By Chef: Doris Choi
Posted: February 6, 2014
Near-translucent sheets of thinly sliced daikon radish wrap around a simple filling of avocado, shiso leaves, julienned cucumber, snow peas, and radish sprouts with a spritz of fresh yuzu lime. The flavors of everything combined are subtle at first and become more pronounced as you chew – like sashimi rolls minus the fish. Enjoy this lovely Asian-inspired recipe by Doris Choi of Fresh Energy Recipes!
Yield: 12 rolls
- 12 sheets of daikon
- 12 shiso leaves
- 1 avocado, julienned
- 1 seedless cucumber, julienned
- handful of snow pea shoots or radish sprouts
- 2 fresh yuzu limes cut in half
To make the sheets:
1) peel the daikon and trim off any edges, making it into a rectangular shape. You also want to be able to fit the width of the mandoline. Make a few practice sheets until you get the right thinness. You want it thin enough so it looks almost translucent.

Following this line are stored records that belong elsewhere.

//! Completion command
//!
//! Generate shell completion scripts

use anyhow::Result;
use clap::CommandFactory;
use clap_complete::{Shell, generate};
use std::io;

/// Generate shell completion scripts
///
/// Outputs completion script for the specified shell to stdout.
///
/// # Examples
///
/// ```bash
/// # Bash
/// weld completion bash > /usr/local/share/bash-completion/completions/weld
///
/// # Zsh
/// weld completion zsh > /usr/local/share/zsh/site-functions/_weld
///
/// # Fish
/// weld completion fish > ~/.config/fish/completions/weld.fish
/// ```
#[allow(
    clippy::unnecessary_wraps,
    reason = "Result type maintained for consistency with command signature pattern"
)]
pub(crate) fn run(shell: Shell) -> Result<()> {
    let mut cmd = crate::Cli::command();

    generate(shell, &mut cmd, "weld", &mut io::stdout());

    Ok(())
}
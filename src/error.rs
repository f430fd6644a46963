//! Errors surfaced by the build entry point

use std::path::PathBuf;
use thiserror::Error;

/// Failure of one build call.
///
/// Diagnostics never show up here: they are logged and generation carries on.
/// Cache corruption never shows up either; it is downgraded to a miss.
#[derive(Debug, Error)]
pub enum BuildError {
    /// Conflicting or malformed arguments, rejected before any I/O
    #[error("usage: {0}")]
    Usage(String),

    /// The toolchain exited with a failure status
    #[error("failed to compile module {module}\n{log}\n{listing}")]
    Compile {
        module: String,
        /// Everything the toolchain printed, invocations included
        log: String,
        /// Line-numbered listing of every generated file
        listing: String,
    },

    /// The artifact was built but could not be loaded
    #[error("failed to load {}: {message}", path.display())]
    Load { path: PathBuf, message: String },

    #[error("{context}: {source}")]
    Io {
        context: String,
        #[source]
        source: std::io::Error,
    },

    /// The toolchain could not be run at all
    #[error("{0:#}")]
    Toolchain(anyhow::Error),
}

impl BuildError {
    pub(crate) fn usage(message: impl Into<String>) -> Self {
        Self::Usage(message.into())
    }

    pub(crate) fn io(context: impl Into<String>, source: std::io::Error) -> Self {
        Self::Io {
            context: context.into(),
            source,
        }
    }
}

/// Attach a message to I/O failures, the way `anyhow::Context` does
pub(crate) trait IoContext<T> {
    fn io_context<F, S>(self, context: F) -> Result<T, BuildError>
    where
        F: FnOnce() -> S,
        S: Into<String>;
}

impl<T> IoContext<T> for std::io::Result<T> {
    fn io_context<F, S>(self, context: F) -> Result<T, BuildError>
    where
        F: FnOnce() -> S,
        S: Into<String>,
    {
        self.map_err(|source| BuildError::io(context(), source))
    }
}
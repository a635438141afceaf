//! Response bodies for the query server (JSON and XML).

use serde::Serialize;

use district_pip::{District, DistrictLookup};

/// Output format requested with `output=`
#[derive(Debug, Clone, Copy, PartialEq, Eq)]
pub enum OutputFormat {
    Json,
    Xml,
}

impl OutputFormat {
    /// JSON when absent; `None` for anything unrecognized
    pub fn parse(output: Option<&str>) -> Option<Self> {
        match output {
            None | Some("json") => Some(OutputFormat::Json),
            Some("xml") => Some(OutputFormat::Xml),
            Some(_) => None,
        }
    }
}

/// Lookup result as returned to clients
#[derive(Debug, Serialize)]
pub struct DistrictResponse<'a> {
    #[serde(skip_serializing_if = "Option::is_none")]
    pub address: Option<&'a str>,
    pub latitude: f64,
    pub longitude: f64,
    pub districts: &'a [District],
}

impl<'a> DistrictResponse<'a> {
    pub fn new(address: Option<&'a str>, lookup: &'a DistrictLookup) -> Self {
        Self {
            address,
            latitude: lookup.lat,
            longitude: lookup.lng,
            districts: &lookup.districts,
        }
    }

    pub fn to_xml(&self) -> String {
        let districts = self
            .districts
            .iter()
            .map(|d| {
                format!(
                    "  <district state=\"{}\">{}</district>",
                    xml_escape(&d.state),
                    xml_escape(&d.district)
                )
            })
            .collect::<Vec<_>>()
            .join("\n");

        let address = self
            .address
            .map(|a| format!("  <address>{}</address>\n", xml_escape(a)))
            .unwrap_or_default();

        format!(
            "<results>\n{}  <latitude>{}</latitude>\n  <longitude>{}</longitude>\n  <districts>\n{}\n  </districts>\n</results>",
            address, self.latitude, self.longitude, districts
        )
    }
}

fn xml_escape(text: &str) -> String {
    text.replace('&', "&amp;")
        .replace('<', "&lt;")
        .replace('>', "&gt;")
        .replace('"', "&quot;")
        .replace('\'', "&apos;")
}

#[cfg(test)]
mod tests {
    use super::*;

    fn lookup() -> DistrictLookup {
        DistrictLookup {
            lat: 30.5,
            lng: -88.25,
            districts: vec![District::new("AL", "1")],
        }
    }

    #[test]
    fn test_output_format() {
        assert_eq!(OutputFormat::parse(None), Some(OutputFormat::Json));
        assert_eq!(OutputFormat::parse(Some("json")), Some(OutputFormat::Json));
        assert_eq!(OutputFormat::parse(Some("xml")), Some(OutputFormat::Xml));
        assert_eq!(OutputFormat::parse(Some("csv")), None);
    }

    #[test]
    fn test_json_shape() {
        let lookup = lookup();
        let body = serde_json::to_value(DistrictResponse::new(Some("Mobile, AL"), &lookup)).unwrap();
        assert_eq!(
            body,
            serde_json::json!({
                "address": "Mobile, AL",
                "latitude": 30.5,
                "longitude": -88.25,
                "districts": [{"state": "AL", "district": "1"}]
            })
        );
    }

    #[test]
    fn test_xml_shape() {
        let lookup = lookup();
        let xml = DistrictResponse::new(Some("A & B <St>"), &lookup).to_xml();
        assert_eq!(
            xml,
            "<results>\n  <address>A &amp; B &lt;St&gt;</address>\n  <latitude>30.5</latitude>\n  <longitude>-88.25</longitude>\n  <districts>\n  <district state=\"AL\">1</district>\n  </districts>\n</results>"
        );
    }

    #[test]
    fn test_xml_without_address() {
        let lookup = lookup();
        let xml = DistrictResponse::new(None, &lookup).to_xml();
        assert!(!xml.contains("<address>"));
    }
}
//! Census boundary file input: record source interface, shapefile reader,
//! and the static code tables used to classify records.

pub mod fips;
pub mod lsad;
mod reader;
mod source;

pub use fips::state_for_fips;
pub use lsad::BoundaryClass;
pub use reader::CensusShapefile;
pub use source::{fields, Attributes, BoundarySource, MemorySource, ShapeGeometry};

2) Place daikon sheet vertically in front of you. Lay shiso leaf on top of the daikon. Add few pieces of avocado, cucumber and snow pea shoots.
3) Squeeze some fresh yuzu lime juice on top.
4) Roll the daikon away from you, nice and tightly. The moisture of the daikon will allow it to seal the edges. Repeat until you have a dozen lovely rolls.
Most of the ingredients are readily available in any Japanese markets. The fresh yuzu lime is seasonal and the rest of the year you can substitute for the bottled variety.